Treatment and Outcomes of Acute Myocardial Infarction Complicated by Shock After Public Reporting Policy Changes in New York


Treatment and Outcomes of Acute Myocardial Infarction Complicated by Shock After Public Reporting Policy Changes in New York

James M McCabe et al. JAMA Cardiol. .


Importance: In 2006, New York began excluding patients with cardiogenic shock from the publicly reported percutaneous coronary intervention (PCI) risk-adjusted mortality analyses.

Objective: To examine the effects of the New York shock-exclusion policy change on rates of revascularization and mortality for patients with acute myocardial infarction (AMI) complicated by cardiogenic shock.

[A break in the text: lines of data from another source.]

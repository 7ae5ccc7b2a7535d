//! HTTP client for page fetches and media downloads

use crate::config::HttpConfig;
use crate::error::AcquireError;
use bytes::Bytes;
use futures::StreamExt;
use reqwest::header::{CONTENT_DISPOSITION, CONTENT_TYPE, RANGE};
use reqwest::{Client, RequestBuilder, Response, StatusCode};
use std::future::Future;
use std::path::Path;
use std::time::Duration;
use thiserror::Error;
use tokio::fs::OpenOptions;
use tokio::io::AsyncWriteExt;
use tokio_util::sync::CancellationToken;
use tracing::{debug, warn};

#[derive(Debug, Error)]
pub enum DownloadError {
    #[error("HTTP request failed: {0}")]
    RequestFailed(String),

    #[error("HTTP {status}: {reason}")]
    Status { status: u16, reason: String },

    #[error("Timed out after {}s", .0.as_secs())]
    Timeout(Duration),

    #[error("Invalid URL: {0}")]
    InvalidUrl(String),

    #[error("Too many redirects")]
    TooManyRedirects,

    #[error("Response exceeds the {limit} byte limit")]
    TooLarge { limit: u64 },

    #[error("{context}: {source}")]
    Io {
        context: String,
        #[source]
        source: std::io::Error,
    },

    #[error("Download cancelled")]
    Cancelled,
}

impl DownloadError {
    /// Client errors, size limits and cancellation are final
    fn is_retryable(&self) -> bool {
        match self {
            Self::Status { status, .. } => {
                *status >= 500
                    || *status == StatusCode::REQUEST_TIMEOUT.as_u16()
                    || *status == StatusCode::TOO_MANY_REQUESTS.as_u16()
            }
            Self::RequestFailed(_) | Self::Timeout(_) => true,
            Self::InvalidUrl(_)
            | Self::TooManyRedirects
            | Self::TooLarge { .. }
            | Self::Io { .. }
            | Self::Cancelled => false,
        }
    }

    fn io(context: impl Into<String>, source: std::io::Error) -> Self {
        Self::Io {
            context: context.into(),
            source,
        }
    }
}

impl From<DownloadError> for AcquireError {
    fn from(err: DownloadError) -> Self {
        match err {
            DownloadError::Timeout(after) => AcquireError::timeout("HTTP transfer", after),
            DownloadError::Cancelled => AcquireError::Cancelled,
            DownloadError::InvalidUrl(url) => AcquireError::UnsupportedSource(url),
            DownloadError::Io { context, source } => AcquireError::Io { context, source },
            other => AcquireError::Network(other.to_string()),
        }
    }
}

pub type Result<T> = std::result::Result<T, DownloadError>;

/// Response metadata of a streamed download
#[derive(Debug, Clone, Default)]
pub struct DownloadMeta {
    pub bytes: u64,
    pub content_type: Option<String>,
    pub content_disposition: Option<String>,
}

/// HTTP downloader
#[derive(Clone)]
pub struct HttpClient {
    client: Client,
    max_retries: u32,
    read_timeout: Duration,
    max_download_size: Option<u64>,
}

impl HttpClient {
    /// Create a new HTTP client
    pub fn new(config: &HttpConfig) -> Result<Self> {
        let client = Client::builder()
            .connect_timeout(config.connect_timeout.as_duration())
            .read_timeout(config.read_timeout.as_duration())
            .user_agent(&config.user_agent)
            .redirect(reqwest::redirect::Policy::limited(config.max_redirects))
            .build()
            .map_err(|e| DownloadError::RequestFailed(e.to_string()))?;

        Ok(Self {
            client,
            max_retries: config.max_retries,
            read_timeout: config.read_timeout.as_duration(),
            max_download_size: config.max_download_size.map(|size| size.as_u64()),
        })
    }

    /// Same client with a different attempt budget
    pub fn with_max_retries(&self, max_retries: u32) -> Self {
        Self {
            max_retries,
            ..self.clone()
        }
    }

    /// Fetch a page body as text, with retry
    pub async fn get_text(
        &self,
        url: &str,
        headers: &[(String, String)],
        cancel: &CancellationToken,
    ) -> Result<String> {
        self.retrying(url, cancel, move || async move {
            let fetch = async {
                let response = self.send(self.request(url, headers)).await?;
                response
                    .text()
                    .await
                    .map_err(|e| self.map_transport_error(e))
            };
            tokio::select! {
                _ = cancel.cancelled() => Err(DownloadError::Cancelled),
                body = fetch => body,
            }
        })
        .await
    }

    /// Download a resource into memory, with retry
    pub async fn download(
        &self,
        url: &str,
        headers: &[(String, String)],
        cancel: &CancellationToken,
    ) -> Result<Bytes> {
        self.retrying(url, cancel, move || async move {
            let fetch = async {
                let response = self.send(self.request(url, headers)).await?;
                self.check_length(response.content_length(), 0)?;
                let bytes = response
                    .bytes()
                    .await
                    .map_err(|e| self.map_transport_error(e))?;
                self.check_length(Some(bytes.len() as u64), 0)?;
                Ok::<_, DownloadError>(bytes)
            };
            let bytes = tokio::select! {
                _ = cancel.cancelled() => return Err(DownloadError::Cancelled),
                bytes = fetch => bytes?,
            };
            debug!(url, size = bytes.len(), "Download completed");
            Ok(bytes)
        })
        .await
    }

    /// Stream a resource into `dest`, resuming with a Range request when a
    /// previous attempt left bytes behind
    pub async fn download_to(
        &self,
        url: &str,
        headers: &[(String, String)],
        dest: &Path,
        cancel: &CancellationToken,
    ) -> Result<DownloadMeta> {
        self.retrying(url, cancel, move || self.stream_once(url, headers, dest, cancel))
            .await
    }

    /// Retry loop with exponential backoff: 1s, 2s, 4s. Cancellation cuts
    /// the backoff short.
    async fn retrying<T, F, Fut>(&self, url: &str, cancel: &CancellationToken, mut attempt: F) -> Result<T>
    where
        F: FnMut() -> Fut,
        Fut: Future<Output = Result<T>>,
    {
        let mut attempts = 0;

        loop {
            attempts += 1;

            match attempt().await {
                Ok(value) => {
                    if attempts > 1 {
                        debug!(url, attempts, "Request succeeded after retry");
                    }
                    return Ok(value);
                }
                Err(e) if !e.is_retryable() => return Err(e),
                Err(e) => {
                    if attempts >= self.max_retries {
                        warn!(url, attempts, error = %e, "Request failed after retries");
                        return Err(e);
                    }

                    warn!(url, attempts, error = %e, "Request failed, retrying");

                    let backoff = Duration::from_secs(2u64.pow((attempts - 1).min(6)));
                    tokio::select! {
                        _ = cancel.cancelled() => return Err(DownloadError::Cancelled),
                        _ = tokio::time::sleep(backoff) => {}
                    }
                }
            }
        }
    }

    async fn stream_once(
        &self,
        url: &str,
        headers: &[(String, String)],
        dest: &Path,
        cancel: &CancellationToken,
    ) -> Result<DownloadMeta> {
        let written = match tokio::fs::metadata(dest).await {
            Ok(meta) => meta.len(),
            Err(_) => 0,
        };

        let mut request = self.request(url, headers);
        if written > 0 {
            debug!(url, offset = written, "Resuming download");
            request = request.header(RANGE, format!("bytes={written}-"));
        }

        let response = tokio::select! {
            _ = cancel.cancelled() => return Err(DownloadError::Cancelled),
            response = self.send(request) => response,
        };

        let response = match response {
            Err(DownloadError::Status { status, .. })
                if written > 0 && status == StatusCode::RANGE_NOT_SATISFIABLE.as_u16() =>
            {
                truncate(dest).await?;
                return Err(DownloadError::RequestFailed(
                    "server rejected resume offset".to_string(),
                ));
            }
            other => other?,
        };

        let resumed = written > 0 && response.status() == StatusCode::PARTIAL_CONTENT;
        let offset = if resumed { written } else { 0 };
        self.check_length(response.content_length(), offset)?;

        let meta = DownloadMeta {
            bytes: offset,
            content_type: header_string(&response, CONTENT_TYPE.as_str()),
            content_disposition: header_string(&response, CONTENT_DISPOSITION.as_str()),
        };

        let mut file = OpenOptions::new()
            .create(true)
            .write(true)
            .append(resumed)
            .truncate(!resumed)
            .open(dest)
            .await
            .map_err(|e| DownloadError::io(format!("open {}", dest.display()), e))?;

        let mut total = offset;
        let mut stream = response.bytes_stream();
        loop {
            let chunk = tokio::select! {
                _ = cancel.cancelled() => return Err(DownloadError::Cancelled),
                chunk = stream.next() => chunk,
            };
            let Some(chunk) = chunk else { break };
            let chunk = chunk.map_err(|e| self.map_transport_error(e))?;

            total += chunk.len() as u64;
            self.check_length(Some(total), 0)?;

            file.write_all(&chunk)
                .await
                .map_err(|e| DownloadError::io(format!("write {}", dest.display()), e))?;
        }

        file.flush()
            .await
            .map_err(|e| DownloadError::io(format!("flush {}", dest.display()), e))?;

        debug!(url, size = total, resumed, "Download completed");

        Ok(DownloadMeta {
            bytes: total,
            ..meta
        })
    }

    fn request(&self, url: &str, headers: &[(String, String)]) -> RequestBuilder {
        let mut request = self.client.get(url);
        for (name, value) in headers {
            request = request.header(name.as_str(), value.as_str());
        }
        request
    }

    /// Send and reject non-2xx responses
    async fn send(&self, request: RequestBuilder) -> Result<Response> {
        let response = request
            .send()
            .await
            .map_err(|e| self.map_transport_error(e))?;

        let status = response.status();
        if !status.is_success() {
            return Err(DownloadError::Status {
                status: status.as_u16(),
                reason: status.canonical_reason().unwrap_or("Unknown").to_string(),
            });
        }

        Ok(response)
    }

    fn check_length(&self, length: Option<u64>, offset: u64) -> Result<()> {
        match (self.max_download_size, length) {
            (Some(limit), Some(length)) if offset.saturating_add(length) > limit => {
                Err(DownloadError::TooLarge { limit })
            }
            _ => Ok(()),
        }
    }

    fn map_transport_error(&self, e: reqwest::Error) -> DownloadError {
        if e.is_timeout() {
            DownloadError::Timeout(self.read_timeout)
        } else if e.is_redirect() {
            DownloadError::TooManyRedirects
        } else if e.is_builder() {
            DownloadError::InvalidUrl(e.to_string())
        } else {
            DownloadError::RequestFailed(e.to_string())
        }
    }
}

Design, setting, and participants: This study used several comprehensive statewide hospitalization databases to identify patients with AMI and shock from January 1, 2002, through December 31, 2012, in New York and a series of comparator states (Massachusetts, Michigan, and New Jersey from January 1, 2002, through December 31, 2012, and California from January 1, 2003, through December 31, 2011). Data analysis was performed from October 1, 2015, to March 15, 2016.

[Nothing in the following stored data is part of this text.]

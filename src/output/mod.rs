//! Managed output directory: staging area, atomic placement, packaging

pub mod pack;

use crate::error::{AcquireError, Result, SetupError};
use std::io::ErrorKind;
use std::path::{Path, PathBuf};
use tempfile::{PathPersistError, TempDir, TempPath};
use tracing::debug;
use walkdir::WalkDir;

pub use pack::pack;

/// Names tried for one placement before giving up
const MAX_NAME_ATTEMPTS: usize = 10_000;
const MAX_NAME_BYTES: usize = 200;

/// Shared output root. Files only appear here through `place`, which never
/// overwrites an existing entry.
#[derive(Debug, Clone)]
pub struct OutputDir {
    root: PathBuf,
    staging: PathBuf,
}

impl OutputDir {
    /// Create the root and staging area and check that the root is writable
    pub fn prepare(root: impl Into<PathBuf>, staging_name: &str) -> std::result::Result<Self, SetupError> {
        let requested = root.into();
        let setup_err = |source| SetupError::OutputRoot {
            path: requested.clone(),
            source,
        };

        std::fs::create_dir_all(requested.join(staging_name)).map_err(setup_err)?;
        // External programs run inside work dirs, so paths must be absolute
        let root = requested.canonicalize().map_err(setup_err)?;
        let staging = root.join(staging_name);

        tempfile::Builder::new()
            .prefix(".write-check-")
            .tempfile_in(&root)
            .map_err(setup_err)?;

        debug!(root = %root.display(), "Output directory ready");
        Ok(Self { root, staging })
    }

    pub fn root(&self) -> &Path {
        &self.root
    }

    pub fn staging(&self) -> &Path {
        &self.staging
    }

    /// Empty file in the staging area, removed on drop unless placed
    pub fn partial_file(&self) -> Result<TempPath> {
        tempfile::Builder::new()
            .prefix(".part-")
            .tempfile_in(&self.staging)
            .map(|file| file.into_temp_path())
            .map_err(|e| AcquireError::io("create partial file", e))
    }

    /// Private working directory in the staging area, removed on drop
    pub fn work_dir(&self, label: &str) -> Result<TempDir> {
        tempfile::Builder::new()
            .prefix(&format!("{label}-"))
            .tempdir_in(&self.staging)
            .map_err(|e| AcquireError::io("create work directory", e))
    }

    /// Move a finished file into the root as `name`, or `name-N.ext` when
    /// taken
    pub fn place(&self, file: TempPath, name: &str) -> Result<PathBuf> {
        let name = sanitize_file_name(name).unwrap_or_else(fallback_name);
        let mut file = file;

        for attempt in 0..MAX_NAME_ATTEMPTS {
            let candidate = self.root.join(candidate_name(&name, attempt));
            match file.persist_noclobber(&candidate) {
                Ok(()) => {
                    debug!(path = %candidate.display(), "File placed");
                    return Ok(candidate);
                }
                Err(PathPersistError { error, path }) if error.kind() == ErrorKind::AlreadyExists => {
                    file = path;
                }
                Err(PathPersistError { error, .. }) => {
                    return Err(AcquireError::io(
                        format!("place {}", candidate.display()),
                        error,
                    ));
                }
            }
        }

        Err(AcquireError::io(
            format!("place {name}"),
            std::io::Error::new(ErrorKind::AlreadyExists, "no free file name"),
        ))
    }

    /// Place a file produced by an external program; `path` must live on
    /// the same filesystem (the staging area)
    pub fn relocate(&self, path: &Path) -> Result<PathBuf> {
        let name = path
            .file_name()
            .and_then(|n| n.to_str())
            .map(str::to_string)
            .unwrap_or_else(fallback_name);
        self.place(TempPath::from_path(path), &name)
    }

    /// Zip the root, minus the staging area, beside the root
    pub async fn pack(&self, archive_name: &str) -> Result<PathBuf> {
        let staging = self
            .staging
            .file_name()
            .and_then(|n| n.to_str())
            .map(str::to_string)
            .into_iter()
            .collect::<Vec<_>>();
        pack(&self.root, archive_name, &staging).await
    }
}

/// `name` for attempt 0, then `stem-N.ext`
pub fn candidate_name(name: &str, attempt: usize) -> String {
    if attempt == 0 {
        return name.to_string();
    }

    let path = Path::new(name);
    let stem = path.file_stem().and_then(|s| s.to_str()).unwrap_or(name);
    match path.extension().and_then(|e| e.to_str()) {
        Some(ext) => format!("{stem}-{attempt}.{ext}"),
        None => format!("{stem}-{attempt}"),
    }
}

/// Strip path components and characters that are unsafe in file names.
/// Returns `None` when nothing usable remains.
pub fn sanitize_file_name(name: &str) -> Option<String> {
    let base = name
        .rsplit(['/', '\\'])
        .next()
        .unwrap_or(name);

    let sanitized: String = base
        .chars()
        .map(|c| match c {
            ':' | '*' | '?' | '"' | '<' | '>' | '|' => '_',
            c if c.is_control() => '_',
            c => c,
        })
        .collect();

    let trimmed = sanitized.trim().trim_start_matches('.').trim_end_matches(['.', ' ']);
    if trimmed.is_empty() {
        return None;
    }

    Some(truncate_name(trimmed, MAX_NAME_BYTES))
}

/// Keep the extension when shortening an overlong name
fn truncate_name(name: &str, max_bytes: usize) -> String {
    if name.len() <= max_bytes {
        return name.to_string();
    }

    let path = Path::new(name);
    let ext = path
        .extension()
        .and_then(|e| e.to_str())
        .filter(|e| e.len() < 16)
        .map(|e| format!(".{e}"))
        .unwrap_or_default();

    let budget = max_bytes.saturating_sub(ext.len());
    let mut end = budget.min(name.len());
    while !name.is_char_boundary(end) {
        end -= 1;
    }
    format!("{}{ext}", &name[..end])
}

fn fallback_name() -> String {
    format!("download-{}", uuid::Uuid::new_v4().simple())
}

/// Regular files under `dir` whose lowercased extension is listed
pub fn scan_media(dir: &Path, extensions: &[String]) -> Result<Vec<PathBuf>> {
    let mut found = Vec::new();

    for entry in WalkDir::new(dir).sort_by_file_name() {
        let entry = entry.map_err(|e| {
            let context = format!("scan {}", dir.display());
            AcquireError::io(context, e.into())
        })?;
        if !entry.file_type().is_file() {
            continue;
        }
        if has_extension(entry.path(), extensions) {
            found.push(entry.into_path());
        }
    }

    Ok(found)
}

pub fn has_extension(path: &Path, extensions: &[String]) -> bool {
    let Some(ext) = path.extension().and_then(|e| e.to_str()) else {
        return false;
    };
    let ext = ext.to_ascii_lowercase();
    extensions
        .iter()
        .any(|wanted| wanted.trim_start_matches('.').eq_ignore_ascii_case(&ext))
}

#[cfg(test)]
mod tests {
    use super::*;
    use std::fs;

    fn output() -> (tempfile::TempDir, OutputDir) {
        let dir = tempfile::TempDir::new().unwrap();
        let output = OutputDir::prepare(dir.path().join("out"), ".staging").unwrap();
        (dir, output)
    }

    #[test]
    fn test_candidate_names() {
        assert_eq!(candidate_name("x.mp3", 0), "x.mp3");
        assert_eq!(candidate_name("x.mp3", 1), "x-1.mp3");
        assert_eq!(candidate_name("x.mp3", 2), "x-2.mp3");
        assert_eq!(candidate_name("README", 3), "README-3");
    }

    #[test]
    fn test_sanitize() {
        assert_eq!(sanitize_file_name("track 01.mp3").as_deref(), Some("track 01.mp3"));
        assert_eq!(sanitize_file_name("../../etc/passwd").as_deref(), Some("passwd"));
        assert_eq!(sanitize_file_name("a:b?.flac").as_deref(), Some("a_b_.flac"));
        assert_eq!(sanitize_file_name(".hidden").as_deref(), Some("hidden"));
        assert_eq!(sanitize_file_name(".."), None);
        assert_eq!(sanitize_file_name("dir/"), None);

        let long = format!("{}.mp3", "é".repeat(300));
        let cut = sanitize_file_name(&long).unwrap();
        assert!(cut.len() <= MAX_NAME_BYTES);
        assert!(cut.ends_with(".mp3"));
    }

    #[test]
    fn test_prepare_creates_staging() {
        let (_dir, output) = output();
        assert!(output.root().is_dir());
        assert!(output.staging().is_dir());
        assert!(output.staging().starts_with(output.root()));
    }

    #[cfg(unix)]
    #[test]
    fn test_prepare_rejects_unwritable_root() {
        let dir = tempfile::TempDir::new().unwrap();
        let file = dir.path().join("not-a-dir");
        fs::write(&file, b"x").unwrap();

        let err = OutputDir::prepare(&file, ".staging").unwrap_err();
        assert!(matches!(err, SetupError::OutputRoot { .. }));
    }

    #[test]
    fn test_place_never_overwrites() {
        let (_dir, output) = output();

        let first = output.partial_file().unwrap();
        fs::write(&first, b"one").unwrap();
        let a = output.place(first, "x.mp3").unwrap();

        let second = output.partial_file().unwrap();
        fs::write(&second, b"two").unwrap();
        let b = output.place(second, "x.mp3").unwrap();

        assert_eq!(a.file_name().unwrap(), "x.mp3");
        assert_eq!(b.file_name().unwrap(), "x-1.mp3");
        assert_eq!(fs::read(&a).unwrap(), b"one");
        assert_eq!(fs::read(&b).unwrap(), b"two");
    }

    #[test]
    fn test_dropped_partial_file_is_removed() {
        let (_dir, output) = output();
        let partial = output.partial_file().unwrap();
        let path = partial.to_path_buf();
        assert!(path.exists());
        drop(partial);
        assert!(!path.exists());
    }

    #[test]
    fn test_relocate_from_work_dir() {
        let (_dir, output) = output();
        let work = output.work_dir("swarm").unwrap();
        let song = work.path().join("album").join("song.flac");
        fs::create_dir_all(song.parent().unwrap()).unwrap();
        fs::write(&song, b"flac").unwrap();

        let placed = output.relocate(&song).unwrap();
        assert_eq!(placed, output.root().join("song.flac"));
        assert!(!song.exists());
    }

    #[test]
    fn test_scan_media_filters_extensions() {
        let dir = tempfile::TempDir::new().unwrap();
        fs::create_dir_all(dir.path().join("cd1")).unwrap();
        fs::write(dir.path().join("cd1/a.FLAC"), b"").unwrap();
        fs::write(dir.path().join("b.mp3"), b"").unwrap();
        fs::write(dir.path().join("cover.jpg"), b"").unwrap();

        let extensions = vec![".mp3".to_string(), ".flac".to_string()];
        let found = scan_media(dir.path(), &extensions).unwrap();
        assert_eq!(found.len(), 2);
        assert!(found.iter().all(|p| has_extension(p, &extensions)));
    }
}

Main outcomes and measures: A difference-in-differences approach was used to evaluate whether the likelihood of receiving PCI and surviving to discharge differed after the policy change in New York in 2006 compared with comparator states that did not enact such a change.

Results: Among 45 977 patients with AMI and cardiogenic shock (11 298 in New York), 21 974 (47.8%) underwent PCI. The mean (SD) age of the patients was 69.7 (13.2) years, and 18 139 (39.5%) were female. After adjusting for patient factors, patients in New York were significantly more likely to undergo PCI after the public reporting policy changes than they were previously (adjusted relative risk [aRR], 1.28; 95% CI, 1.19-1.37; P < .001) compared with a 9% increase in comparator states during the same period (aRR, 1.09; 95% CI, 1.05-1.13; P < .001; interaction P < .001). Nevertheless, rates of PCI remained lower in New York compared with comparator states throughout the study period. The adjusted risk of in-hospital death among patients in New York with AMI and shock decreased significantly faster after the policy change (aRR, 0.76; 95% CI, 0.72-0.81; P < .001) compared with comparator states (aRR, 0.91; 95% CI, 0.87-0.94; P < .001; interaction P < .001).

Conclusions and relevance: The exclusion of patients with ongoing cardiogenic shock from New York PCI public reports in 2006 was associated with a significant increase in the use of PCI for cardiogenic shock and a concomitant decrease in in-hospital mortality, exceeding simultaneously observed trends in the comparator states. However, rates of PCI for AMI and shock were lower in New York throughout the study. Alterations in policies related to reporting mortality outcomes after cardiovascular procedures may have significant implications for physician behavior and the public health.